ドライブレコーダー「事故時の第3の目」
航空機には、フライトレコーダーという運行状況を記録する装置が装備され、航空機事故の原因究明の際に重要な証拠として活用されています。しかし、全国各地で毎日約2,500件も発生している交通事故の原因究明は、従来、当事者の話と目撃証言だけに頼っていたのがほとんど。双方の話が食い違って検証に多くの時間がかかる場合も少なくありません。
そこで考えだされたのが、事故時の目撃者に代わり、事故の前後数十秒間を画像に記録する「ドライブレコーダー」(車載型画像記録装置)。
国土交通省の04年度実証実験で、具体的な効果が立証されています。タクシー会社3社を対象にした実験で、月間1台あたりの事故発生件数は装着前が0.102件だったのに対し、装着後は0.086件と、減少率は約15%。装置の有無が事故の抑止に直結していることがわかりました。

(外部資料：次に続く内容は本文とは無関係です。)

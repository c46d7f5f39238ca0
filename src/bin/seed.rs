//! Fills an empty database with a small, deterministic sample schedule:
//! five airports on a chain of routes, a handful of airplanes and flights,
//! one staff account, five passengers and some booked tickets.

use airport_api::{
    config::AppConfig,
    db::{OrmConn, create_orm_conn, create_pool, run_migrations},
    entity::{
        airplane_types::ActiveModel as AirplaneTypeActive,
        airplanes::{ActiveModel as AirplaneActive, Model as AirplaneModel},
        airports::{ActiveModel as AirportActive, Entity as Airports},
        crews::ActiveModel as CrewActive,
        flights::{ActiveModel as FlightActive, Model as FlightModel},
        orders::ActiveModel as OrderActive,
        routes::{ActiveModel as RouteActive, Model as RouteModel},
        tickets::ActiveModel as TicketActive,
        users::{ActiveModel as UserActive, Column as UserCol, Entity as Users},
    },
    middleware::auth::{ROLE_STAFF, ROLE_USER},
    services::auth_service::hash_password,
};
use chrono::{Duration, Utc};
use sea_orm::{
    ActiveModelTrait, ActiveValue::NotSet, ColumnTrait, EntityTrait, PaginatorTrait, QueryFilter,
    Set, TransactionTrait,
};
use uuid::Uuid;

const AIRPORTS: [(&str, &str); 5] = [
    ("John F Kennedy", "New York"),
    ("LAX", "Los Angeles"),
    ("Heathrow", "London"),
    ("Narita", "Tokyo"),
    ("Charles de Gaulle", "Paris"),
];
const CREW_NAMES: [&str; 8] = ["John", "Jane", "Paul", "Anna", "Mike", "Sara", "Tom", "Eva"];
const SEAT_LETTERS: &[u8] = b"ABCDEFGHIJKLMNOPQRSTUVWXYZ";

#[tokio::main]
async fn main() -> anyhow::Result<()> {
    dotenvy::dotenv().ok();
    let config = AppConfig::from_env()?;

    let pool = create_pool(&config.database_url, 2).await?;
    let orm = create_orm_conn(pool);
    run_migrations(&orm).await?;

    let staff_id = ensure_user(&orm, "staff@example.com", "staffpass123", ROLE_STAFF).await?;
    let mut passengers = Vec::new();
    for i in 1..=5 {
        let email = format!("user{i}@example.com");
        passengers.push(ensure_user(&orm, &email, "password123", ROLE_USER).await?);
    }

    if Airports::find().count(&orm).await? > 0 {
        println!("Reference data already present, skipping schedule seed");
    } else {
        seed_schedule(&orm, &passengers).await?;
    }

    println!("Seed completed. Staff ID: {staff_id}");
    Ok(())
}

async fn ensure_user(
    orm: &OrmConn,
    email: &str,
    password: &str,
    role: &str,
) -> anyhow::Result<Uuid> {
    if let Some(existing) = Users::find()
        .filter(UserCol::Email.eq(email))
        .one(orm)
        .await?
    {
        return Ok(existing.id);
    }

    let user = UserActive {
        id: Set(Uuid::new_v4()),
        email: Set(email.to_string()),
        password_hash: Set(hash_password(password)?),
        role: Set(role.to_string()),
        created_at: NotSet,
    }
    .insert(orm)
    .await?;

    println!("Ensured user {email} (role={role})");
    Ok(user.id)
}

async fn seed_schedule(orm: &OrmConn, passengers: &[Uuid]) -> anyhow::Result<()> {
    let txn = orm.begin().await?;

    let mut airport_ids = Vec::with_capacity(AIRPORTS.len());
    for (name, city) in AIRPORTS {
        let airport = AirportActive {
            id: Set(Uuid::new_v4()),
            name: Set(name.to_string()),
            closest_big_city: Set(city.to_string()),
        }
        .insert(&txn)
        .await?;
        airport_ids.push(airport.id);
    }
    println!("Created {} airports.", airport_ids.len());

    let mut routes: Vec<RouteModel> = Vec::new();
    for (i, pair) in airport_ids.windows(2).enumerate() {
        let route = RouteActive {
            id: Set(Uuid::new_v4()),
            source_id: Set(pair[0]),
            destination_id: Set(pair[1]),
            distance: Set(1_200 + 2_350 * i as i32),
        }
        .insert(&txn)
        .await?;
        routes.push(route);
    }
    println!("Created {} routes.", routes.len());

    let mut type_ids = Vec::new();
    for i in 1..=3 {
        let airplane_type = AirplaneTypeActive {
            id: Set(Uuid::new_v4()),
            name: Set(format!("Type-{i}")),
        }
        .insert(&txn)
        .await?;
        type_ids.push(airplane_type.id);
    }

    let mut airplanes: Vec<AirplaneModel> = Vec::new();
    for i in 0..5 {
        let airplane = AirplaneActive {
            id: Set(Uuid::new_v4()),
            name: Set(format!("Airplane-{}", i + 1)),
            rows: Set(10 + 5 * i as i32),
            seats_in_row: Set(4 + i as i32),
            airplane_type_id: Set(type_ids[i % type_ids.len()]),
        }
        .insert(&txn)
        .await?;
        airplanes.push(airplane);
    }
    println!("Created {} airplanes.", airplanes.len());

    let now = Utc::now();
    let mut flights: Vec<(FlightModel, &AirplaneModel)> = Vec::new();
    for i in 0..10_usize {
        let airplane = &airplanes[i % airplanes.len()];
        let departure = now + Duration::days(1 + i as i64 * 3);
        let flight = FlightActive {
            id: Set(Uuid::new_v4()),
            code: Set(format!("FL{:04}", 100 + i * 37)),
            route_id: Set(routes[i % routes.len()].id),
            airplane_id: Set(airplane.id),
            departure_time: Set(departure.into()),
            arrival_time: Set((departure + Duration::hours(3 + i as i64)).into()),
        }
        .insert(&txn)
        .await?;
        flights.push((flight, airplane));
    }
    println!("Created {} flights.", flights.len());

    for i in 0..5 {
        CrewActive {
            id: Set(Uuid::new_v4()),
            first_name: Set(CREW_NAMES[i].to_string()),
            last_name: Set(CREW_NAMES[(i + 3) % CREW_NAMES.len()].to_string()),
        }
        .insert(&txn)
        .await?;
    }
    println!("Created 5 crew members.");

    let mut order_ids = Vec::new();
    for i in 0..10 {
        let order = OrderActive {
            id: Set(Uuid::new_v4()),
            user_id: Set(passengers[i % passengers.len()]),
            created_at: Set(now.into()),
        }
        .insert(&txn)
        .await?;
        order_ids.push(order.id);
    }
    println!("Created {} orders.", order_ids.len());

    // Ticket inserts go through the entity seat check like any other booking.
    for i in 0..20_usize {
        let (flight, airplane) = &flights[i % flights.len()];
        let row = 1 + (i as i32 * 7) % airplane.rows;
        let letter = SEAT_LETTERS[i % airplane.seats_in_row as usize] as char;
        TicketActive {
            id: Set(Uuid::new_v4()),
            row: Set(row),
            seat: Set(format!("{row}{letter}")),
            flight_id: Set(flight.id),
            order_id: Set(order_ids[i % order_ids.len()]),
        }
        .insert(&txn)
        .await?;
    }
    println!("Created 20 tickets.");

    txn.commit().await?;
    Ok(())
}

この効果を踏まえ、国はドライブレコーダーを活用した取り組みを進めています。国土交通省は、06年度から2010年度までの5年間の交通安全に関する計画で、安全運転を確保する重点施策の一つに「映像記録型ドライブレコーダーの普及」を挙げています。
ドライブレコーダーの装備は、タクシーや運送会社などの業種で導入され始めていますが、一般の人の認知度はまだまだ低いのが実態です。近年は、個人での購入もされるようになってきましたが、市場の拡大はこれからが本番。現在、事業者、個人向けに様々な製品が発売されています。

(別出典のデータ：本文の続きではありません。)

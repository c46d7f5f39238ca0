use sea_orm::entity::prelude::*;

#[derive(Clone, Debug, PartialEq, DeriveEntityModel)]
#[sea_orm(table_name = "crews")]
pub struct Model {
    #[sea_orm(primary_key, auto_increment = false)]
    pub id: Uuid,
    pub first_name: String,
    pub last_name: String,
}

#[derive(Copy, Clone, Debug, EnumIter, DeriveRelation)]
pub enum Relation {}

impl ActiveModelBehavior for ActiveModel {}
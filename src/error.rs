use axum::{
    http::StatusCode,
    response::{IntoResponse, Response},
};
use sea_orm::{DbErr, SqlErr};
use serde::Serialize;
use thiserror::Error;

use crate::{
    booking::SeatError,
    response::{ApiResponse, Meta},
};

#[derive(Debug, Error)]
pub enum AppError {
    #[error("Not Found")]
    NotFound,

    #[error("Bad Request {0}")]
    BadRequest(String),

    #[error("Validation failed on {field}: {message}")]
    Validation { field: String, message: String },

    #[error("Unauthorized {0}")]
    Unauthorized(String),

    #[error("Forbidden")]
    Forbidden,

    #[error("Conflict {0}")]
    Conflict(String),

    #[error("Payload Too Large")]
    PayloadTooLarge,

    #[error("Database error")]
    DbError(#[from] sqlx::Error),

    #[error("ORM error")]
    OrmError(DbErr),

    #[error("Internal Server Error")]
    Internal(#[from] anyhow::Error),
}

impl AppError {
    pub fn validation(field: impl Into<String>, message: impl Into<String>) -> Self {
        AppError::Validation {
            field: field.into(),
            message: message.into(),
        }
    }

    pub(crate) fn status(&self) -> StatusCode {
        match self {
            AppError::NotFound => StatusCode::NOT_FOUND,
            AppError::BadRequest(_) | AppError::Validation { .. } => StatusCode::BAD_REQUEST,
            AppError::Unauthorized(_) => StatusCode::UNAUTHORIZED,
            AppError::Forbidden => StatusCode::FORBIDDEN,
            AppError::Conflict(_) => StatusCode::CONFLICT,
            AppError::PayloadTooLarge => StatusCode::PAYLOAD_TOO_LARGE,
            AppError::DbError(_) | AppError::OrmError(_) | AppError::Internal(_) => {
                StatusCode::INTERNAL_SERVER_ERROR
            }
        }
    }
}

/// Entity hooks reject rows with `DbErr::Custom`; unique indexes surface as
/// `SqlErr::UniqueConstraintViolation`. Both are caller errors, not server faults.
impl From<DbErr> for AppError {
    fn from(err: DbErr) -> Self {
        if let Some(SqlErr::UniqueConstraintViolation(detail)) = err.sql_err() {
            return AppError::Conflict(detail);
        }
        match err {
            DbErr::Custom(message) => AppError::validation("non_field_errors", message),
            other => AppError::OrmError(other),
        }
    }
}

impl From<SeatError> for AppError {
    fn from(err: SeatError) -> Self {
        AppError::validation("seat", err.to_string())
    }
}

#[derive(Serialize)]
struct ErrorData {
    error: String,
    #[serde(skip_serializing_if = "Option::is_none")]
    field: Option<String>,
}

impl IntoResponse for AppError {
    fn into_response(self) -> Response {
        let status = self.status();
        if status.is_server_error() {
            tracing::error!(error = ?self, "request failed");
        }

        let (message, data) = match &self {
            AppError::Validation { field, message } => (
                "Validation failed".to_string(),
                ErrorData {
                    error: message.clone(),
                    field: Some(field.clone()),
                },
            ),
            _ => (
                self.to_string(),
                ErrorData {
                    error: self.to_string(),
                    field: None,
                },
            ),
        };

        let body = ApiResponse {
            message,
            data: Some(data),
            meta: Some(Meta::empty()),
        };

        (status, axum::Json(body)).into_response()
    }
}

pub type AppResult<T> = Result<T, AppError>;

#[cfg(test)]
mod tests {
    use super::*;

    #[test]
    fn hook_rejections_become_validation_errors() {
        let err: AppError = DbErr::Custom("seat \"10G\" is not valid".into()).into();
        assert!(matches!(err, AppError::Validation { .. }));
        assert_eq!(err.status(), StatusCode::BAD_REQUEST);
    }

    #[test]
    fn seat_errors_point_at_the_seat_field() {
        let seat_err = crate::booking::seat::validate("10G", 10, 6, 20).unwrap_err();
        match AppError::from(seat_err) {
            AppError::Validation { field, message } => {
                assert_eq!(field, "seat");
                assert!(message.contains("first 6 letters"));
            }
            other => panic!("unexpected error {other:?}"),
        }
    }

    #[test]
    fn status_codes_follow_error_kind() {
        assert_eq!(AppError::NotFound.status(), StatusCode::NOT_FOUND);
        assert_eq!(
            AppError::Unauthorized("missing token".into()).status(),
            StatusCode::UNAUTHORIZED
        );
        assert_eq!(AppError::Forbidden.status(), StatusCode::FORBIDDEN);
        assert_eq!(
            AppError::Conflict("seat taken".into()).status(),
            StatusCode::CONFLICT
        );
        assert_eq!(
            AppError::Internal(anyhow::anyhow!("boom")).status(),
            StatusCode::INTERNAL_SERVER_ERROR
        );
    }
}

その中で、富士通テンのドライブレコーダーは、急ブレーキ時や事故による衝撃を受けた前後20秒の映像と音声を記録します。カメラと本体は分離されていて、ルームミラーの裏につけるカメラで撮られた映像は、常に本体部の半導体メモリーに記録。メモリーにある事故前の12秒間のデータと、事故後8秒間の映像を合わせ、事故前後の状況を記録するというもの。
ただでさえ人の記憶はあいまい。まして事故に遭えば、冷静な思考を保つのは困難です。しかし当事者の記憶ではない、第3の目が記録した映像は客観的で決定的な証拠。事故状況を正確に把握する決め手になります。

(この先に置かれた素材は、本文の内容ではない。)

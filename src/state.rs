use std::sync::Arc;

use crate::db::{DbPool, OrmConn, create_orm_conn};

#[derive(Clone)]
pub struct AppState {
    pub pool: DbPool,
    pub orm: OrmConn,
    pub auth: Arc<AuthSettings>,
}

#[derive(Debug, Clone)]
pub struct AuthSettings {
    pub jwt_secret: String,
    pub jwt_ttl_hours: i64,
}

impl AppState {
    pub fn new(pool: DbPool, auth: AuthSettings) -> Self {
        let orm = create_orm_conn(pool.clone());
        Self {
            pool,
            orm,
            auth: Arc::new(auth),
        }
    }
}
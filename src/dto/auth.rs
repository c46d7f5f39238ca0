use serde::{Deserialize, Serialize};
use utoipa::ToSchema;

/// New accounts always get the `user` role; staff are promoted out of band.
#[derive(Deserialize, Debug, ToSchema)]
pub struct RegisterRequest {
    #[schema(example = "passenger@example.com")]
    pub email: String,
    /// At least 8 characters.
    #[schema(example = "correct-horse")]
    pub password: String,
}

#[derive(Deserialize, Debug, ToSchema)]
pub struct LoginRequest {
    #[schema(example = "passenger@example.com")]
    pub email: String,
    #[schema(example = "correct-horse")]
    pub password: String,
}

/// `token` already carries the `Bearer ` prefix, ready for the Authorization header.
#[derive(Debug, Serialize, ToSchema)]
pub struct LoginResponse {
    pub token: String,
}

/// JWT payload. `sub` is the user id, `role` is `user` or `staff`.
#[derive(Debug, Deserialize, Serialize, ToSchema)]
pub struct Claims {
    pub sub: String,
    pub role: String,
    pub exp: usize,
}
use sea_orm::entity::prelude::*;

#[derive(Clone, Debug, PartialEq, DeriveEntityModel)]
#[sea_orm(table_name = "airplane_types")]
pub struct Model {
    #[sea_orm(primary_key, auto_increment = false)]
    pub id: Uuid,
    pub name: String,
}

#[derive(Copy, Clone, Debug, EnumIter, DeriveRelation)]
pub enum Relation {
    #[sea_orm(has_many = "super::airplanes::Entity")]
    Airplanes,
}

impl Related<super::airplanes::Entity> for Entity {
    fn to() -> RelationDef {
        Relation::Airplanes.def()
    }
}

impl ActiveModelBehavior for ActiveModel {}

またその効果は、トラブル処理だけではなく、運転マナーの向上にもつながります。事故だけでなく急発進や急減速のデータも残ることから、この「記録されている」という心理環境が、安全運転の意識につながり、事故抑止に結びつくようです。さらに、急発進や急減速が減ることで、燃費の改善といった環境問題にも寄与できます。
将来、ドライブレコーダーが記録したデータから、急減速の行動傾向を分析し、どのポイントでブレーキを制御すれば、安全性能の高度化につながるかなど、画期的な安全技術が生まれるかも知れません。
ドライブレコーダーは今後の成長が見込まれている製品。民間調査会社の調査によると、2010年は出荷台数で06年度見込み比約2.7倍の25万台、市場規模は同比2.1倍の135億円とされています。
市場拡大の要因は、低価格化と普及を後押しする国の動向。エコドライブ管理システム(EMS)普及事業を行う運輸低公害車普及機構(東京都新宿区)は、富士通テンの運輸向けドライブレコーダーをEMS機器として認定。導入費用の3分の1を補助しています。燃費改善につながる装置として補助対象にしており、価格面の負担を減らし、利用を促しています。